Principal’s Ponderings

As part of my report at this past Tuesday’s Fall General Meeting I shared that throughout the past numbers of years – especially through the pandemic, I turned often to the Serenity Prayer.  The Serenity Prayer was popularized by Alcoholics Anonymous and other twelve-step programs who adopted it although it was written by an American Theologian, Reinhold Niebuhr in the 1930s. He first wrote the prayer for a sermon, and he actually used many different iterations of it in sermons for over a decade before it became more widely known.
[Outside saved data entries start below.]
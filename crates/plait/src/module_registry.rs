//! Module registry for tracking discovered modules during bundling
//!
//! The registry is the single owner of every [`ModuleRecord`] for one
//! bundling request. It is keyed by canonical path and keeps insertion
//! order, which doubles as the embedding order of the final bundle. A path
//! that is already present is never inserted or processed again, which is
//! what breaks import cycles.

use indexmap::{IndexMap, map::Entry};
use rustc_hash::FxHasher;

use crate::types::ModuleRecord;

/// Type alias for FxHasher-based IndexMap
type FxIndexMap<K, V> = IndexMap<K, V, std::hash::BuildHasherDefault<FxHasher>>;

/// Index of a module in discovery order.
pub type ModuleIndex = usize;

#[derive(Debug, Default)]
pub struct ModuleRegistry {
    modules: FxIndexMap<String, ModuleRecord>,
}

impl ModuleRegistry {
    pub fn new() -> Self {
        Self::default()
    }

    /// Insert a newly discovered module.
    ///
    /// Returns its index, or `None` when a module with the same canonical
    /// path is already registered, in which case `record` is dropped.
    pub fn insert(&mut self, record: ModuleRecord) -> Option<ModuleIndex> {
        match self.modules.entry(record.canonical_path.clone()) {
            Entry::Occupied(_) => None,
            Entry::Vacant(slot) => {
                let index = slot.index();
                slot.insert(record);
                Some(index)
            }
        }
    }

    pub fn contains(&self, canonical_path: &str) -> bool {
        self.modules.contains_key(canonical_path)
    }

    pub fn get_index(&self, index: ModuleIndex) -> Option<&ModuleRecord> {
        self.modules.get_index(index).map(|(_, record)| record)
    }

    pub(crate) fn len(&self) -> usize {
        self.modules.len()
    }

    pub fn canonical_paths(&self) -> impl Iterator<Item = &str> {
        self.modules.keys().map(String::as_str)
    }

    pub fn into_modules(self) -> Vec<ModuleRecord> {
        self.modules.into_values().collect()
    }
}
//! Assembly of the final single-file script.
//!
//! Layout, in order: shebang, the entry script's leading `__future__`
//! imports, prelude, one registration per embedded module, the rest of the
//! entry script indented into the prelude's `try:` block, epilogue.

use std::borrow::Cow;

use anyhow::{Context, Result};
use log::debug;
use ruff_python_ast::{Stmt, StmtExpr, StmtImportFrom};

use super::encoder::{encode, python_string_literal};
use crate::types::ModuleRecord;

/// Runtime support emitted right after the shebang. Ends inside an open
/// `try:` block that has already installed the import hook.
pub const PRELUDE: &str = include_str!("prelude.py");

/// Closes the prelude's `try:` block.
pub const EPILOGUE: &str = include_str!("epilogue.py");

/// Shebang used when the entry script's own is not copied.
pub const DEFAULT_SHEBANG: &str = "#!/usr/bin/env python3";

const INDENT: &str = "    ";

/// Name of the registration function defined by the prelude.
const REGISTER_FUNCTION: &str = "_plait_register_module";

#[derive(Debug, Clone)]
pub struct AssembleOptions {
    /// Reuse the entry script's first line when it is a shebang.
    pub copy_shebang: bool,
    pub default_shebang: String,
}

impl Default for AssembleOptions {
    fn default() -> Self {
        Self {
            copy_shebang: false,
            default_shebang: DEFAULT_SHEBANG.to_owned(),
        }
    }
}

/// Produce the bundle text for `entry_source` with `modules` embedded in
/// the given order.
pub fn assemble(
    entry_source: &str,
    modules: &[ModuleRecord],
    options: &AssembleOptions,
) -> Result<String> {
    let mut output = String::with_capacity(PRELUDE.len() + entry_source.len() * 2);
    let (future_imports, entry_body) = split_future_imports(entry_source);

    output.push_str(shebang_line(entry_source, options));
    output.push('\n');
    for statement in &future_imports {
        output.push_str(statement);
        output.push('\n');
    }
    if !future_imports.is_empty() {
        debug!("Hoisted {} __future__ imports above the prelude", future_imports.len());
    }
    output.push_str(PRELUDE);

    for module in modules {
        let payload = encode(&module.source)
            .with_context(|| format!("Failed to encode module {}", module.canonical_path))?;
        output.push_str(&registration_line(&module.canonical_path, &payload));
    }
    debug!("Registered {} embedded modules", modules.len());

    output.push_str(&indent(&entry_body));
    if !output.ends_with('\n') {
        output.push('\n');
    }
    output.push('\n');
    output.push_str(EPILOGUE);

    Ok(output)
}

fn shebang_line<'a>(entry_source: &'a str, options: &'a AssembleOptions) -> &'a str {
    if options.copy_shebang {
        let first_line = entry_source.lines().next().unwrap_or_default();
        if first_line.starts_with("#!") {
            return first_line.strip_suffix('\r').unwrap_or(first_line);
        }
    }
    &options.default_shebang
}

/// Split off the `from __future__` imports that open the entry script,
/// after an optional docstring.
///
/// Returns their text and the entry with each of them replaced by `pass`,
/// so statements sharing a line with them stay valid. A source that does
/// not parse is returned unchanged.
fn split_future_imports(entry_source: &str) -> (Vec<&str>, Cow<'_, str>) {
    let Ok(parsed) = ruff_python_parser::parse_module(entry_source) else {
        return (Vec::new(), Cow::Borrowed(entry_source));
    };

    let mut body = parsed.syntax().body.iter().peekable();
    if let Some(Stmt::Expr(StmtExpr { value, .. })) = body.peek()
        && value.is_string_literal_expr()
    {
        body.next();
    }
    let spans: Vec<(usize, usize)> = body
        .map_while(|stmt| match stmt {
            Stmt::ImportFrom(StmtImportFrom {
                module: Some(module),
                level: 0,
                range,
                ..
            }) if module.as_str() == "__future__" => {
                Some((range.start().to_usize(), range.end().to_usize()))
            }
            _ => None,
        })
        .collect();
    if spans.is_empty() {
        return (Vec::new(), Cow::Borrowed(entry_source));
    }

    let mut hoisted = Vec::with_capacity(spans.len());
    let mut rest = String::with_capacity(entry_source.len());
    let mut cursor = 0;
    for (start, end) in spans {
        hoisted.push(&entry_source[start..end]);
        rest.push_str(&entry_source[cursor..start]);
        rest.push_str("pass");
        cursor = end;
    }
    rest.push_str(&entry_source[cursor..]);
    (hoisted, Cow::Owned(rest))
}

fn registration_line(canonical_path: &str, payload: &str) -> String {
    format!(
        "{INDENT}{REGISTER_FUNCTION}({}, {})\n",
        python_string_literal(canonical_path),
        python_string_literal(payload)
    )
}

/// Indent every non-empty line by one level.
fn indent(source: &str) -> String {
    let mut indented = String::with_capacity(source.len() + source.len() / 8);
    for line in source.split_inclusive('\n') {
        if !line.trim_end_matches(['\r', '\n']).is_empty() {
            indented.push_str(INDENT);
        }
        indented.push_str(line);
    }
    indented
}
The most popular lines are:

God, grant me the serenity
to accept the things I cannot change;
Courage to change the things I can;
and wisdom to know the difference.

The remaining lines although not as well-known are just as powerful and meaningful and certainly words to live by:

Living one day at a time;
enjoying one moment at a time;
accepting hardships as the pathway to peace;
taking, as He did, this sinful world
as it is, not as I would have it;
trusting that He will make all things right
if I surrender to His Will;
that I may be reasonably happy in this life
and supremely happy with Him
forever in the next.
Amen.

I especially like the last four lines because of how it is in contrast to how our world tries to sell us (both figuratively and literally) on happiness (and things to make us happy) telling us that happiness should be our ultimate focus, desire, and aspiration.  Conversely, the words in the poem state clearly that this side of eternity can never match what we will experience on the other side of it. As Colossians 3:2 from the Message says, “Don’t shuffle along, eyes to the ground, absorbed with the things right in front of you. Look up, and be alert to what is going on around Christ – that’s where the action is.  See things from his perspective.”